* **REQUIRED WORK**
Within the data below, count every line that includes "RendererRenderTarget" and report the total alone.

Saved entries:
┄┄┄┄┄┄┄┄┄┄

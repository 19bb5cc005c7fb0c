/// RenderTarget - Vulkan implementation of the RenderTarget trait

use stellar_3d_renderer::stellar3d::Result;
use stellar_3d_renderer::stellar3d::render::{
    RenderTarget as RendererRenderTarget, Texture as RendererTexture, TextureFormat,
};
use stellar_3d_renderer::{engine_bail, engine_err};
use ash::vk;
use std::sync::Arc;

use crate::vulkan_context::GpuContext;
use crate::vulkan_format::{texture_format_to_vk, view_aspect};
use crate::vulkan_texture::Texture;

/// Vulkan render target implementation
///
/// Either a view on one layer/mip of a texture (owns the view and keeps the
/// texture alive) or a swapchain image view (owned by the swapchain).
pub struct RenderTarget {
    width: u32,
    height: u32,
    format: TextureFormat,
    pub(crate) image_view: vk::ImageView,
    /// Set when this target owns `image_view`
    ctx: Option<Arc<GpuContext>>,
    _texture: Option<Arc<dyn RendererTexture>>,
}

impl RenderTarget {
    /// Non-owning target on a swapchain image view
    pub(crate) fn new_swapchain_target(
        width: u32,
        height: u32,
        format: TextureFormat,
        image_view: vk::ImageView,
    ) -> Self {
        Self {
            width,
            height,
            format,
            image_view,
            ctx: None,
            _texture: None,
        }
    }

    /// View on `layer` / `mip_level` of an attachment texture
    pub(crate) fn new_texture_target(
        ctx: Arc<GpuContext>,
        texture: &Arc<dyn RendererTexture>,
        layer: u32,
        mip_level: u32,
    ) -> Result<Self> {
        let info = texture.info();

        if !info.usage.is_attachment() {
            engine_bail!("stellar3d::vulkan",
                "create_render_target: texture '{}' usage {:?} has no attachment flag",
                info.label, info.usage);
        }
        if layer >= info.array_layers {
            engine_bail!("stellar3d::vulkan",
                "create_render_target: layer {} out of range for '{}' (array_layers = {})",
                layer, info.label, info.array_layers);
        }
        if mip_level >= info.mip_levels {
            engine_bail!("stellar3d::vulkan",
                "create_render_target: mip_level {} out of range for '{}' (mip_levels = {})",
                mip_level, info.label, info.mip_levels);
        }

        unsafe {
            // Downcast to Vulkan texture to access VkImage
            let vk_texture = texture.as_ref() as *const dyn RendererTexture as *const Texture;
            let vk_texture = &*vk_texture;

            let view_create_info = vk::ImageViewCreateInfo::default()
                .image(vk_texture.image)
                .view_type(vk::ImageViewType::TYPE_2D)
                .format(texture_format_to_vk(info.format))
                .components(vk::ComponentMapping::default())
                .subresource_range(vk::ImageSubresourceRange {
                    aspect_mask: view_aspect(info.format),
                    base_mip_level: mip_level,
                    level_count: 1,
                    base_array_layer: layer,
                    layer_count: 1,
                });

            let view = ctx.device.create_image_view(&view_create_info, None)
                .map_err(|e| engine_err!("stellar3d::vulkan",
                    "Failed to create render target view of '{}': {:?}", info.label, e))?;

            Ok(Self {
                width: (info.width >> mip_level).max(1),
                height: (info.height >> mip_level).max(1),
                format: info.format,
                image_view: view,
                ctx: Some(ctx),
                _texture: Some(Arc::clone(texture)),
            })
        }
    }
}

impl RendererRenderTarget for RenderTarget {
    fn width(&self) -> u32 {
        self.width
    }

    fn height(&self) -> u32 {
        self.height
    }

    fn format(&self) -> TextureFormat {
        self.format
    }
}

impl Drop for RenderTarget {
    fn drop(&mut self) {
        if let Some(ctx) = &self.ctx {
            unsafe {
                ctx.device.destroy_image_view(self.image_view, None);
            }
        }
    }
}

┄┄┄┄┄┄┄┄┄┄

* **ANSWER AREA**
2